*** Entries shown ***

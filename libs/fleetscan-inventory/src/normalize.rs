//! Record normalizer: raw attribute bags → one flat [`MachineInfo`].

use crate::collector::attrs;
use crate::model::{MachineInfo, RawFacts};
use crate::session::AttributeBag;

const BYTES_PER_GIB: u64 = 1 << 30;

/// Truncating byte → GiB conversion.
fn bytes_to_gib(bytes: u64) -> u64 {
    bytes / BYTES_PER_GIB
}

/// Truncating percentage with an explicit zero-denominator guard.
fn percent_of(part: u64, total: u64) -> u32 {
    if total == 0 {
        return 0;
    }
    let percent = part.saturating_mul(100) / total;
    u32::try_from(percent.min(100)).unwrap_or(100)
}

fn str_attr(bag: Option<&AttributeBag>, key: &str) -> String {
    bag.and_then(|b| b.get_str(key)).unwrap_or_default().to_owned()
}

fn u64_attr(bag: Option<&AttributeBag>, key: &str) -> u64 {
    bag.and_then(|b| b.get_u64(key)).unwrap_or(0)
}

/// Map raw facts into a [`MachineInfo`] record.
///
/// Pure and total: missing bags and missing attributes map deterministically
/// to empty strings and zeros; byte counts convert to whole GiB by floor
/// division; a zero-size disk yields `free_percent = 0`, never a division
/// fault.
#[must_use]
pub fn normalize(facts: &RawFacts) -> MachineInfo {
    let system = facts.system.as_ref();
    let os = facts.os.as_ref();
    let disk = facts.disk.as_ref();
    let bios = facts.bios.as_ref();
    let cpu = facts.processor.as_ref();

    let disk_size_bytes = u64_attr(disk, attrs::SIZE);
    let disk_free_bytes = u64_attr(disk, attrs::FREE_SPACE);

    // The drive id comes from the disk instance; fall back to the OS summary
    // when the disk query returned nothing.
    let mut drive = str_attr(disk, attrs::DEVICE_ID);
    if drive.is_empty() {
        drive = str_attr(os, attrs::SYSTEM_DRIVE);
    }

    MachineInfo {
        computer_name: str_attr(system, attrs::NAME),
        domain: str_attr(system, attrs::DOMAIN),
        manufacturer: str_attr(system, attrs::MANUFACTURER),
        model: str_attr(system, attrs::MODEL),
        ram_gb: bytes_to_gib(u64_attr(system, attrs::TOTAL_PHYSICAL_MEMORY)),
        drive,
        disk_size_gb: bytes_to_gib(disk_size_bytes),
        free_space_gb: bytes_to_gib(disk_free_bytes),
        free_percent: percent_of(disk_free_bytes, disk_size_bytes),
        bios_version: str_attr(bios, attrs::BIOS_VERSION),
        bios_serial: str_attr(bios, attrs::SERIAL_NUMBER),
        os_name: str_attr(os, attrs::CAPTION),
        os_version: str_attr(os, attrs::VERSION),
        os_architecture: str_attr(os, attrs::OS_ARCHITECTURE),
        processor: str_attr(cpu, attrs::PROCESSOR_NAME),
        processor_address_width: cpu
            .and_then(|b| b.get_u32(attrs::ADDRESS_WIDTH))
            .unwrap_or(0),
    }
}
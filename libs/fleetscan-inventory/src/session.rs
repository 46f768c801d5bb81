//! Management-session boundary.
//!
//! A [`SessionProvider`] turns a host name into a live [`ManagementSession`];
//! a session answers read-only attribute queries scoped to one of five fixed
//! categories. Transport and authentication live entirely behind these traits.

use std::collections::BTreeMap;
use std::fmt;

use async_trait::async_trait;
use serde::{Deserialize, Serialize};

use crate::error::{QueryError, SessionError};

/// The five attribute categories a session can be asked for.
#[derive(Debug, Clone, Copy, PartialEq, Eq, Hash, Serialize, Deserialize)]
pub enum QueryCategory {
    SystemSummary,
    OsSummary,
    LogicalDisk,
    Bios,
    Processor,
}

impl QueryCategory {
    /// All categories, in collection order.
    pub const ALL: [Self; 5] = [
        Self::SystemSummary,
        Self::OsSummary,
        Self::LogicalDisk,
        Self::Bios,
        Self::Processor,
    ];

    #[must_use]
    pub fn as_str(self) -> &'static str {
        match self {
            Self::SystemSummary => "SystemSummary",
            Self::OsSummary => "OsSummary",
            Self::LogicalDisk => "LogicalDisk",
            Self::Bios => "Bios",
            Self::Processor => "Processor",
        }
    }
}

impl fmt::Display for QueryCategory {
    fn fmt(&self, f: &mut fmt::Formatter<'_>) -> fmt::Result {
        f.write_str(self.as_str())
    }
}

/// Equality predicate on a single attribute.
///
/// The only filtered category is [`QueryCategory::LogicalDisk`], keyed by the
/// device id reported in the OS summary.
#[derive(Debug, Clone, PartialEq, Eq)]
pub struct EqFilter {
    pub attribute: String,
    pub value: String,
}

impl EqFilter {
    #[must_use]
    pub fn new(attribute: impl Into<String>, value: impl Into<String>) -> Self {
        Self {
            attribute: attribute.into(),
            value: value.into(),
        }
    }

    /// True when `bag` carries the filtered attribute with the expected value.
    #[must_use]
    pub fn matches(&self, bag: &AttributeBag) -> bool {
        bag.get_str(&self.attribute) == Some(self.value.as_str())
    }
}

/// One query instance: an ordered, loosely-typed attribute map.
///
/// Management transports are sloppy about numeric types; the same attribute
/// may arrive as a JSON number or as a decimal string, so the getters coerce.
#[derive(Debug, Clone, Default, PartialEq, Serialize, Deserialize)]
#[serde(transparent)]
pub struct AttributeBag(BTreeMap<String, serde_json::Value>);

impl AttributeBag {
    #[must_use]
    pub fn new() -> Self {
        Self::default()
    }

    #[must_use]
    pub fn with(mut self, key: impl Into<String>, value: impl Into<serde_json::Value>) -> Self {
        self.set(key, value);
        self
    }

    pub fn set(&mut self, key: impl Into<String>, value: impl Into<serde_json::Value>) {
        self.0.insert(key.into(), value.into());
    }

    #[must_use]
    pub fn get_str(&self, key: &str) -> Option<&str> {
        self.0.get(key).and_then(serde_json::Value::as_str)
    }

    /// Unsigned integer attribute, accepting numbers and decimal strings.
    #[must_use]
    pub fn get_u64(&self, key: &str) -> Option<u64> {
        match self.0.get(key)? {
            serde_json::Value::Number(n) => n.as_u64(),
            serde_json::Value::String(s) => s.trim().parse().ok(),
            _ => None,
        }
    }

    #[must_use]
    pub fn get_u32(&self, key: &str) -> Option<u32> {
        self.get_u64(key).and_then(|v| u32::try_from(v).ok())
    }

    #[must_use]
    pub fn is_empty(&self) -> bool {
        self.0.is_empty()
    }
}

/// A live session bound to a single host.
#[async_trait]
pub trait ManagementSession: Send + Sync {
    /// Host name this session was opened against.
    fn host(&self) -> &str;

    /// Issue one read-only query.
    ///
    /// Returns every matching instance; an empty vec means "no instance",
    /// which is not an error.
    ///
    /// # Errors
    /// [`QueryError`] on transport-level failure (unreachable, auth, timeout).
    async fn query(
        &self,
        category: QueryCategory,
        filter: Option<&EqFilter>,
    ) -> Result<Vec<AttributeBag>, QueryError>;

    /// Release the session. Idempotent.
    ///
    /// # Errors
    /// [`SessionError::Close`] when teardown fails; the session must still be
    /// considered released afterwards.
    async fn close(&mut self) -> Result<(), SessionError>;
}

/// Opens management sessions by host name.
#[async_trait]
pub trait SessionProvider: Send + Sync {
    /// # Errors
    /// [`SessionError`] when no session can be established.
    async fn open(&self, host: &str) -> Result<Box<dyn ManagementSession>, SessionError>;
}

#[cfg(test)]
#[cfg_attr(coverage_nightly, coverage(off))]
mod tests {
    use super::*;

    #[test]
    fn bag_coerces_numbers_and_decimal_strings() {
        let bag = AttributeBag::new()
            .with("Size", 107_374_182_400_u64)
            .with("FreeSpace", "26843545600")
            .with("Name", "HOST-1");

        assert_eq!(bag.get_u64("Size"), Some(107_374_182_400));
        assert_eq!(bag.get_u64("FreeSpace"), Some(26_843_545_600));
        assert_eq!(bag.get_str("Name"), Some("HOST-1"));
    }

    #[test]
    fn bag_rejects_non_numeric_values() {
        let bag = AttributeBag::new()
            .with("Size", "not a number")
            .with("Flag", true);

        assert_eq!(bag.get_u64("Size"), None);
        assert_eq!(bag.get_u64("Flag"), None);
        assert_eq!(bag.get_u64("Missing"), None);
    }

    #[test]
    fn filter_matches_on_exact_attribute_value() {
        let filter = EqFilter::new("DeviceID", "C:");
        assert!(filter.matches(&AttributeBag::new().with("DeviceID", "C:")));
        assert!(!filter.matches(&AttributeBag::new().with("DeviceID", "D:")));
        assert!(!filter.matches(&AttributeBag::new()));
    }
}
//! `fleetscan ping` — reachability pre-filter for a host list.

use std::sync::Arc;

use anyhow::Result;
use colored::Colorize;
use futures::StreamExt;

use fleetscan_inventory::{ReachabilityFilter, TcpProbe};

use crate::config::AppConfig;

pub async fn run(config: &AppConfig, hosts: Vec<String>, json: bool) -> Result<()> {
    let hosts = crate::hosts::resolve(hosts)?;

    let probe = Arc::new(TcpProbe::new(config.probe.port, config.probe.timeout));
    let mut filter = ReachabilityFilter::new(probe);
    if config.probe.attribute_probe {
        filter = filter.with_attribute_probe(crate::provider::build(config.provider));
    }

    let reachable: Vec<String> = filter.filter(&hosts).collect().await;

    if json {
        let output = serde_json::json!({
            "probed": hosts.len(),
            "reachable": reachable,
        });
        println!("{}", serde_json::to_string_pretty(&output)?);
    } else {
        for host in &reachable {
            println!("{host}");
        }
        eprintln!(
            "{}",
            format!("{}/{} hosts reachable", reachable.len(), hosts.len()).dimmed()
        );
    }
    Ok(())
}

*** End of Entries shown ***
*** Entries shown ***

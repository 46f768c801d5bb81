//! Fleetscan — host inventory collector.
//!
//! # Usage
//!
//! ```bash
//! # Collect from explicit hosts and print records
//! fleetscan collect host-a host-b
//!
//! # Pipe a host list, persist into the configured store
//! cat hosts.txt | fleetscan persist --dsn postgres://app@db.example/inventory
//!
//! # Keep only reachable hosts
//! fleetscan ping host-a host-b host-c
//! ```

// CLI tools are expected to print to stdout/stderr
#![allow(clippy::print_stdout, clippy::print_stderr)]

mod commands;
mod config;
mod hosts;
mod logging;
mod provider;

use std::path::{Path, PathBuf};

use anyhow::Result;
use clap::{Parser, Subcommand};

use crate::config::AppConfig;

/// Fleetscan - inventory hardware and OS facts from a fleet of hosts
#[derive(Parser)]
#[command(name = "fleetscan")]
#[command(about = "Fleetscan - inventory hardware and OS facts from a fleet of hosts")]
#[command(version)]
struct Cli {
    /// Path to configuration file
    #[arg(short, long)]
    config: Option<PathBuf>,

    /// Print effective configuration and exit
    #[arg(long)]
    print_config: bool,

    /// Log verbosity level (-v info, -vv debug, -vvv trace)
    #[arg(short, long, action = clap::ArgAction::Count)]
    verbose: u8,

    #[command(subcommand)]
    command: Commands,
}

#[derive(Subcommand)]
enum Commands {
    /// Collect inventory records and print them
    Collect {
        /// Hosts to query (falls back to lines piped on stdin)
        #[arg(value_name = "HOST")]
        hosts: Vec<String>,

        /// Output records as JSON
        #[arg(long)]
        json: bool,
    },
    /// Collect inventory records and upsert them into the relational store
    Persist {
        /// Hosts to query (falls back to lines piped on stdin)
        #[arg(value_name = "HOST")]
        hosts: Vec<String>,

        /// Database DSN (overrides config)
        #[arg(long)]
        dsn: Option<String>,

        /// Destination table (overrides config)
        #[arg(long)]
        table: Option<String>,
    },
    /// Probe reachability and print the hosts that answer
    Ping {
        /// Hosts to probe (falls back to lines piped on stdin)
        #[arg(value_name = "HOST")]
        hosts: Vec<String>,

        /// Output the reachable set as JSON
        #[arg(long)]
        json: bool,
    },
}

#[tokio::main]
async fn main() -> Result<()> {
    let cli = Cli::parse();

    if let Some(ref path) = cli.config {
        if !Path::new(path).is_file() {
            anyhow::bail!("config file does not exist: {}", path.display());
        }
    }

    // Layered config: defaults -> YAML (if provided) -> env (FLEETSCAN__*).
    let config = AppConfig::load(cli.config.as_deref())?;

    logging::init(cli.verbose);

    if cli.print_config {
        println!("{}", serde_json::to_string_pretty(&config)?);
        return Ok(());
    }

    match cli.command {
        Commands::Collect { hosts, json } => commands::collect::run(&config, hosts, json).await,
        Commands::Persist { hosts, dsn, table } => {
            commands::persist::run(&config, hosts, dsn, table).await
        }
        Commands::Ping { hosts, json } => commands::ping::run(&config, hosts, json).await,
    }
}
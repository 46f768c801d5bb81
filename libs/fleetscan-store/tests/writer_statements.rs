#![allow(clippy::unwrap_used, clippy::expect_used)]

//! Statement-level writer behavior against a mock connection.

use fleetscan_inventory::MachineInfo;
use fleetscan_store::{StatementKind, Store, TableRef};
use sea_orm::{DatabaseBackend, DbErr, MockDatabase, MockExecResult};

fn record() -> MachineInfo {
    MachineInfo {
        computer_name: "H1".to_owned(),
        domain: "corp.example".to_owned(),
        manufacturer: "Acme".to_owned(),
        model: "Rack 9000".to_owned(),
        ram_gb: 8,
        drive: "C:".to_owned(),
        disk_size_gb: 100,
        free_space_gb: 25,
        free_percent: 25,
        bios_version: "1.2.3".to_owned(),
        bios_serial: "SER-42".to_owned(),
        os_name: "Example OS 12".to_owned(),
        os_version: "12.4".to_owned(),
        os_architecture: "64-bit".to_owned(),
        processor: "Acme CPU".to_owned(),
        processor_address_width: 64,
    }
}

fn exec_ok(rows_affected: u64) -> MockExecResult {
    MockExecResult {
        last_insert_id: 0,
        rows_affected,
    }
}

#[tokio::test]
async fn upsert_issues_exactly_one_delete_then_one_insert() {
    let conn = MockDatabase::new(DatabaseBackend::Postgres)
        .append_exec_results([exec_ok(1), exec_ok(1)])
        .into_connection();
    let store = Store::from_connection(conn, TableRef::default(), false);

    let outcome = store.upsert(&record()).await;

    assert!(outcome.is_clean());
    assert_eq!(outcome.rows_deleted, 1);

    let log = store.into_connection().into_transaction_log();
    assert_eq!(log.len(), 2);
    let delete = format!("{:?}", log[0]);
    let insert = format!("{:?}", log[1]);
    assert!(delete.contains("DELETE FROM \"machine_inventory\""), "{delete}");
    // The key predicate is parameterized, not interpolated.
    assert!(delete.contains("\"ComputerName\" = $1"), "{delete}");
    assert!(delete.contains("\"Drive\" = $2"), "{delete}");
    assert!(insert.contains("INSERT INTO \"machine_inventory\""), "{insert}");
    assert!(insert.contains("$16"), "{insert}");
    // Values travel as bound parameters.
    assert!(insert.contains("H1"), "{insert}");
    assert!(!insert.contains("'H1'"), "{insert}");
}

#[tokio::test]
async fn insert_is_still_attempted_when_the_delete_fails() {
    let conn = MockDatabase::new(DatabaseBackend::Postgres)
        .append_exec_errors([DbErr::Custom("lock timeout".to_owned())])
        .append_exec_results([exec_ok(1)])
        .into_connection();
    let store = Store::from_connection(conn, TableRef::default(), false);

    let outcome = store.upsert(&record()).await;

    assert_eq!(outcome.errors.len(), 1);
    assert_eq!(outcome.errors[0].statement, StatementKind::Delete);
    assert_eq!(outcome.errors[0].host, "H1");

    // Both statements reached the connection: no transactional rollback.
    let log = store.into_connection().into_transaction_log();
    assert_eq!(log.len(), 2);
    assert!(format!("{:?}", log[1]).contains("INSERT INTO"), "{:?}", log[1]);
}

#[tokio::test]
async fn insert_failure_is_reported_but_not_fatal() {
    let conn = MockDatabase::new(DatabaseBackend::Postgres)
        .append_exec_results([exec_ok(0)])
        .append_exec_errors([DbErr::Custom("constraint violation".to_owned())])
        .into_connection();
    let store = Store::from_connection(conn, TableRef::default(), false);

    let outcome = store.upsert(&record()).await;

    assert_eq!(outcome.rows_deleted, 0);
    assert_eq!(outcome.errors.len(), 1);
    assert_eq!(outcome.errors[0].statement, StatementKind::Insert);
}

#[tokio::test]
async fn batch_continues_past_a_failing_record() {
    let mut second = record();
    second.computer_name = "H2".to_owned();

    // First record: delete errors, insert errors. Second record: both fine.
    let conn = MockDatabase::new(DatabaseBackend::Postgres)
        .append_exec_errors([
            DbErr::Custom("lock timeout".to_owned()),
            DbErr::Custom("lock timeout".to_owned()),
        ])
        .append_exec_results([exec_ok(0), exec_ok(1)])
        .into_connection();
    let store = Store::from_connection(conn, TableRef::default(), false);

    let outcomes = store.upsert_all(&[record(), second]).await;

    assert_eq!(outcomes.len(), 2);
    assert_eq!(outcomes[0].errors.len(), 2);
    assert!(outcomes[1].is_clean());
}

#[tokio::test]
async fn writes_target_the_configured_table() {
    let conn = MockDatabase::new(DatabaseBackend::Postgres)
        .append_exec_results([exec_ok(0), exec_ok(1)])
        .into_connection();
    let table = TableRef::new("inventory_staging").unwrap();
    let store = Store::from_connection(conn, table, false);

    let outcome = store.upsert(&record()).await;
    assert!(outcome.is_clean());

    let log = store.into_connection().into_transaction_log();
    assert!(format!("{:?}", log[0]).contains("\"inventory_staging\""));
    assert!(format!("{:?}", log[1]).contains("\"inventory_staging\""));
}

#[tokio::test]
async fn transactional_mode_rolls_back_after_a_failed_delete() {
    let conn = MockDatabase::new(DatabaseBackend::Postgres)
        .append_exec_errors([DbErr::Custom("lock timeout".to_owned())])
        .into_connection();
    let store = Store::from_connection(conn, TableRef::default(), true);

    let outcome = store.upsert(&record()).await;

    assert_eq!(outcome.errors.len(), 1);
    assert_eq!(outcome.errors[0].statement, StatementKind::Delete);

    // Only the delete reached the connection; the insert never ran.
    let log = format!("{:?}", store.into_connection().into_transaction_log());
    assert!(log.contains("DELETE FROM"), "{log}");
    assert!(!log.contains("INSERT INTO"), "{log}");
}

*** End of Entries shown ***
*** Entries shown ***

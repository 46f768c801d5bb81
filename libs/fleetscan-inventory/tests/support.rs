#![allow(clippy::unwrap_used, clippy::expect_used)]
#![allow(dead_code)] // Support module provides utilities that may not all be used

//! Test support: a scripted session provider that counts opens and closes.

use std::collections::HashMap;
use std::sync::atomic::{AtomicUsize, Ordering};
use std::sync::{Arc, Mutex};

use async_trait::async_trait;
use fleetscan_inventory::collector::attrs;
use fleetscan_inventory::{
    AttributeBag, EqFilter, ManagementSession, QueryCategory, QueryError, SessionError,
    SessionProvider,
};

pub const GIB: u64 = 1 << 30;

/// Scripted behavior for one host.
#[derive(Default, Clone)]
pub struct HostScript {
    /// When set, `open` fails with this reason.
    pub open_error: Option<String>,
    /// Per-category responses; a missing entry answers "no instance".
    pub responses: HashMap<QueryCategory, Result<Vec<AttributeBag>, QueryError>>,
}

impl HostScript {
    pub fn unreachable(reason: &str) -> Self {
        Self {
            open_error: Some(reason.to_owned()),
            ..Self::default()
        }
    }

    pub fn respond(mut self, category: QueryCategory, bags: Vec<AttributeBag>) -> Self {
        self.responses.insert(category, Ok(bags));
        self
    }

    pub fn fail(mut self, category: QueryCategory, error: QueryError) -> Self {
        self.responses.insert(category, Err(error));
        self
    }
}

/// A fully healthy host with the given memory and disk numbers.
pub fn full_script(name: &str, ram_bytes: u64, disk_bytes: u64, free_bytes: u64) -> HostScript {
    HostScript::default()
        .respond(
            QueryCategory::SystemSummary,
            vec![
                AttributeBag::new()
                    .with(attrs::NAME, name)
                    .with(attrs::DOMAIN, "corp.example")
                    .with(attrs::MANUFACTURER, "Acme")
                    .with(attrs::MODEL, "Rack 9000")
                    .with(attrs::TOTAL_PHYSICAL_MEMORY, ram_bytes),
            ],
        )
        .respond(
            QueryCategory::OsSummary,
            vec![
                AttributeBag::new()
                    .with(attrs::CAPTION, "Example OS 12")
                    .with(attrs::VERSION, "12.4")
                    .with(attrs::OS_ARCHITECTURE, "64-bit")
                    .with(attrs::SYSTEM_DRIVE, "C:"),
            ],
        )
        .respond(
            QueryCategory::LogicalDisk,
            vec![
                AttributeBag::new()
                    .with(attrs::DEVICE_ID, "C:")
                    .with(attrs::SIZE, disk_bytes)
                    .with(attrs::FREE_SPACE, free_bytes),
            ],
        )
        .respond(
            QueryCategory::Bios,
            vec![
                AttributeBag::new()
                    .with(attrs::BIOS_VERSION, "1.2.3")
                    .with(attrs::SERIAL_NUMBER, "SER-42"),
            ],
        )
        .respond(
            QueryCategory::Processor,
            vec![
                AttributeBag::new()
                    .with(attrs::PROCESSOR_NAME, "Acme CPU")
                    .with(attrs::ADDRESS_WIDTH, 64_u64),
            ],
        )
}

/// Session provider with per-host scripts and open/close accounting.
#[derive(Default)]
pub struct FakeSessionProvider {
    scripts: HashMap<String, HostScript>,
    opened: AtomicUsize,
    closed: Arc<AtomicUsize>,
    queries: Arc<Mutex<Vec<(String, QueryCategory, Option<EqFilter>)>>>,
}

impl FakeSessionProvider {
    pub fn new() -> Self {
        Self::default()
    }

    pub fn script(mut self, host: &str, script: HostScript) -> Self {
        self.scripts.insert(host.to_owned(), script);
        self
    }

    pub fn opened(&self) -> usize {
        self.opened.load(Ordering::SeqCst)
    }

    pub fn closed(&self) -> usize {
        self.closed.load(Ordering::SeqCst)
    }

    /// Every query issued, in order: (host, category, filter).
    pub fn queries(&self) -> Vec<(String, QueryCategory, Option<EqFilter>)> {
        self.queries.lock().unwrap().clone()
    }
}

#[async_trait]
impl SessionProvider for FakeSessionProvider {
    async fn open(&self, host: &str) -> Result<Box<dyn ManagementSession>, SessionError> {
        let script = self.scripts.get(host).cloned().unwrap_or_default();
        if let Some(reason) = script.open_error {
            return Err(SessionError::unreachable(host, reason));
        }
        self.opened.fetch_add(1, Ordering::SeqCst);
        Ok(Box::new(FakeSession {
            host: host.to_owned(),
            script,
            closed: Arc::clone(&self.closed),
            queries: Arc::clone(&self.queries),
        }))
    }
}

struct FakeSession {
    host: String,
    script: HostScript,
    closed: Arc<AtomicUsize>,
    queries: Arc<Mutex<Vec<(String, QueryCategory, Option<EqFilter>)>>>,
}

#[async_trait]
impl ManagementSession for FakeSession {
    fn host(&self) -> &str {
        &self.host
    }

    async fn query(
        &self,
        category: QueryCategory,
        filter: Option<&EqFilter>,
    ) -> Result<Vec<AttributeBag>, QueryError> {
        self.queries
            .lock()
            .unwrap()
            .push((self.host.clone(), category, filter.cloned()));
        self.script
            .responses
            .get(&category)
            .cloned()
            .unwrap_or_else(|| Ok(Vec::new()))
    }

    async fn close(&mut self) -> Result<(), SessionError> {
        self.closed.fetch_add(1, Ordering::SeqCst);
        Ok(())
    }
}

*** End of Entries shown ***

A single figure is required: the number of lines in the entries that hold the string "answers".

The answer
2